Five-dimensional imaging of freezing emulsions with solute effects

TL;DR

This paper uses 5D confocal microscopy to study how solutes influence the interaction between objects and solidification fronts in emulsions, revealing long-range effects on microstructure and droplet engulfment.

Contribution

It introduces a novel 5D imaging approach to analyze solute effects on freezing emulsions, highlighting long-range interactions and their impact on microstructure.

Findings

Solute induces long-range interactions affecting microstructure.

Local solute concentration increases promote premelting.
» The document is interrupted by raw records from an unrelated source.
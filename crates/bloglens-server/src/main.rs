mod api;
mod batch;
mod context;
mod handlers;
mod middleware;
mod scheduler;
#[cfg(test)]
mod test_support;
mod worker;

use std::sync::Arc;

use tokio_util::sync::CancellationToken;
use tracing_subscriber::EnvFilter;

use crate::api::{build_app, default_rate_limit_state, AppState};
use crate::context::ServiceContext;
use crate::middleware::AuthState;

#[tokio::main]
async fn main() -> anyhow::Result<()> {
    dotenvy::dotenv().ok();
    let config = bloglens_core::load_app_config()?;
    let env_filter = EnvFilter::try_from_default_env()
        .or_else(|_| EnvFilter::try_new(config.log_level.clone()))?;
    tracing_subscriber::fmt().with_env_filter(env_filter).init();

    let pool_settings = bloglens_db::PoolSettings::from_app_config(&config);
    let pool = bloglens_db::connect_pool(&config.database_url, pool_settings).await?;
    bloglens_db::run_migrations(&pool).await?;
    tracing::info!("database schema is current");

    let ctx = Arc::new(ServiceContext::build(config.clone(), pool.clone())?);

    let _scheduler = scheduler::build_scheduler(Arc::clone(&ctx)).await?;

    let shutdown = CancellationToken::new();
    let worker_handle = tokio::spawn(worker::run_worker(Arc::clone(&ctx), shutdown.clone()));

    let auth = AuthState::new(&config.api_key);
    let state = AppState {
        pool,
        scraper: Arc::clone(&ctx.scraper),
    };
    let app = build_app(state, auth, default_rate_limit_state());

    let listener = tokio::net::TcpListener::bind(config.bind_addr).await?;
    tracing::info!(addr = %config.bind_addr, backend = %config.scraper_backend, "bloglens listening");
    axum::serve(
        listener,
        app.into_make_service_with_connect_info::<std::net::SocketAddr>(),
    )
    .with_graceful_shutdown(shutdown_signal())
    .await?;

    // The HTTP server is down; stop claiming and drain in-flight tasks.
    shutdown.cancel();
    worker_handle.await?;

    Ok(())
}

async fn shutdown_signal() {
    let ctrl_c = async {
        tokio::signal::ctrl_c()
            .await
            .expect("failed to listen for ctrl-c");
    };

    #[cfg(unix)]
    let terminate = async {
        tokio::signal::unix::signal(tokio::signal::unix::SignalKind::terminate())
            .expect("failed to install signal handler")
            .recv()
            .await;
    };

    #[cfg(not(unix))]
    let terminate = std::future::pending::<()>();

    tokio::select! {
        () = ctrl_c => {},
        () = terminate => {},
    }

    tracing::info!("received shutdown signal, starting graceful shutdown");
}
Solute effects influence droplet engulfment and grain boundary evolution.

Abstract

The interaction of objects with a moving solidification front is a common feature of many industrial and natural processes such as metal processing, the growth of single-crystals, the cryopreservation of cells, or the formation of sea ice. Solidification fronts interact with objects with different outcomes, from the total rejection to their complete engulfment. We image the freezing of emulsions in 5D (space, time, and solute concentration) with confocal microscopy. We show the solute induces long-range interactions that determine the solidification microstructure. The local increase of solute concentration enhances premelting, which controls the engulfment of droplets by the front and the evolution of grain boundaries. Freezing emulsions may be a good analogue of many solidification systems where objects interact with a solidification interface.